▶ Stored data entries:
^^^^^^^^

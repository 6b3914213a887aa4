use anyhow::Result;
use cpu_panel::config::Config;
use cpu_panel::model::{PanelStats, UsageHistory};
use cpu_panel::monitor::SystemMonitor;
use cpu_panel::ui::panel::PanelWindow;
use std::time::{Duration, Instant};
use tao::event::{Event, WindowEvent};
use tao::event_loop::{ControlFlow, EventLoopBuilder};

fn main() -> Result<()> {
    env_logger::init();

    let config = Config::load();
    let event_loop = EventLoopBuilder::<()>::with_user_event().build();

    let mut monitor = SystemMonitor::new();
    let mut history = UsageHistory::new(config.history_points);
    let mut panel = PanelWindow::new(&event_loop, "CPU Usage", (320, 280))?;

    let poll_interval = Duration::from_millis(config.poll_interval_ms.max(1));
    let mut last_stats: Option<PanelStats> = None;

    match monitor.poll() {
        Ok(stats) => {
            history.push(stats.snapshot.busy());
            last_stats = Some(stats);
        }
        Err(err) => {
            if config.exit_on_sample_error {
                return Err(err.into());
            }
            log::warn!("cpu sample unavailable: {}", err);
        }
    }
    let mut last_tick = Instant::now();

    event_loop.run(move |event, _, control_flow| {
        let now = Instant::now();
        if now.duration_since(last_tick) >= poll_interval {
            match monitor.poll() {
                Ok(stats) => {
                    history.push(stats.snapshot.busy());
                    last_stats = Some(stats);
                    panel.request_redraw();
                }
                Err(err) => {
                    // A failed sample is not a quit signal; keep the previous
                    // frame's figures unless configured otherwise.
                    log::warn!("cpu sample unavailable: {}", err);
                    if config.exit_on_sample_error {
                        *control_flow = ControlFlow::Exit;
                        return;
                    }
                }
            }
            last_tick = now;
        }
        *control_flow = ControlFlow::WaitUntil(last_tick + poll_interval);

        match event {
            Event::WindowEvent {
                event: WindowEvent::CloseRequested,
                window_id,
                ..
            } if window_id == panel.id() => {
                *control_flow = ControlFlow::Exit;
            }
            Event::RedrawRequested(window_id) if window_id == panel.id() => {
                if let Some(stats) = &last_stats {
                    panel.render_stats(stats, &history);
                }
            }
            _ => {}
        }
    })
}
//! CPU utilization sampling.
//!
//! A [`CpuSampler`] reads cumulative tick counters from a [`TickSource`] and
//! converts them into the percentage shares displayed by the panel. The
//! source is injectable so the arithmetic can be tested against synthetic
//! tick data instead of live kernel counters.

mod system;

pub use system::SystemTicks;

use crate::model::{CpuSnapshot, CpuTicks};
use std::fmt;

/// The OS declined or failed to return CPU statistics.
#[derive(Debug)]
pub enum SamplerError {
    Unavailable(String),
}

impl fmt::Display for SamplerError {
    fn fmt(&self, f: &mut fmt::Formatter<'_>) -> fmt::Result {
        match self {
            SamplerError::Unavailable(reason) => {
                write!(f, "cpu statistics unavailable: {}", reason)
            }
        }
    }
}

impl std::error::Error for SamplerError {}

/// Capability to read cumulative CPU tick counters.
pub trait TickSource {
    fn ticks(&self) -> Result<CpuTicks, SamplerError>;
}

/// Stateless converter from tick counters to percentage shares.
pub struct CpuSampler<S: TickSource> {
    source: S,
}

impl CpuSampler<SystemTicks> {
    /// Sampler over this host's live counters.
    pub fn system() -> Self {
        Self::new(SystemTicks)
    }
}

impl<S: TickSource> CpuSampler<S> {
    pub fn new(source: S) -> Self {
        Self { source }
    }

    /// Reads the source once and reports each category's share of the total.
    ///
    /// Fails rather than divide by zero when the counters sum to zero.
    pub fn sample(&self) -> Result<CpuSnapshot, SamplerError> {
        let ticks = self.source.ticks()?;
        let total = ticks.total();
        if total == 0 {
            return Err(SamplerError::Unavailable(
                "total tick count is zero".into(),
            ));
        }
        let share = |category: u64| 100.0 * category as f64 / total as f64;
        Ok(CpuSnapshot {
            user: share(ticks.user),
            system: share(ticks.system),
            idle: share(ticks.idle),
            nice: share(ticks.nice),
        })
    }
}

#[cfg(test)]
mod tests {
    use super::*;

    struct FixedTicks(CpuTicks);

    impl TickSource for FixedTicks {
        fn ticks(&self) -> Result<CpuTicks, SamplerError> {
            Ok(self.0)
        }
    }

    fn sample(user: u64, nice: u64, system: u64, idle: u64) -> Result<CpuSnapshot, SamplerError> {
        CpuSampler::new(FixedTicks(CpuTicks {
            user,
            nice,
            system,
            idle,
        }))
        .sample()
    }

    #[test]
    fn splits_ticks_into_percentage_shares() {
        let snap = sample(50, 0, 30, 20).unwrap();
        assert!((snap.user - 50.0).abs() < 1e-9);
        assert!((snap.system - 30.0).abs() < 1e-9);
        assert!((snap.idle - 20.0).abs() < 1e-9);
        assert!((snap.nice - 0.0).abs() < 1e-9);
    }

    #[test]
    fn fully_idle_host() {
        let snap = sample(0, 0, 0, 100).unwrap();
        assert_eq!(snap.user, 0.0);
        assert_eq!(snap.system, 0.0);
        assert_eq!(snap.idle, 100.0);
    }

    #[test]
    fn zero_total_fails_instead_of_dividing() {
        let err = sample(0, 0, 0, 0).unwrap_err();
        assert!(matches!(err, SamplerError::Unavailable(_)));
    }

    #[test]
    fn shares_are_bounded_and_sum_to_one_hundred() {
        let cases = [
            (1, 2, 3, 4),
            (123, 0, 456, 789),
            (0, 7, 0, 1),
            (u64::MAX / 4, u64::MAX / 4, u64::MAX / 4, u64::MAX / 4),
        ];
        for (user, nice, system, idle) in cases {
            let snap = sample(user, nice, system, idle).unwrap();
            for pct in [snap.user, snap.nice, snap.system, snap.idle] {
                assert!((0.0..=100.0).contains(&pct), "{} out of range", pct);
            }
            let sum = snap.user + snap.nice + snap.system + snap.idle;
            assert!((sum - 100.0).abs() < 1e-6, "shares sum to {}", sum);
        }
    }

    #[test]
    fn repeated_samples_of_a_fixed_source_are_identical() {
        let sampler = CpuSampler::new(FixedTicks(CpuTicks {
            user: 10,
            nice: 5,
            system: 25,
            idle: 60,
        }));
        let first = sampler.sample().unwrap();
        let second = sampler.sample().unwrap();
        assert_eq!(first, second);
    }

    #[test]
    fn source_failure_propagates() {
        struct Failing;
        impl TickSource for Failing {
            fn ticks(&self) -> Result<CpuTicks, SamplerError> {
                Err(SamplerError::Unavailable("no kernel counters".into()))
            }
        }
        assert!(CpuSampler::new(Failing).sample().is_err());
    }
}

^^^^^^^^

▶ Activity:
The only acceptable answer is a number: how many lines in the data above hold the word "CpuSnapshot".

▶ Solution to the exercise:
4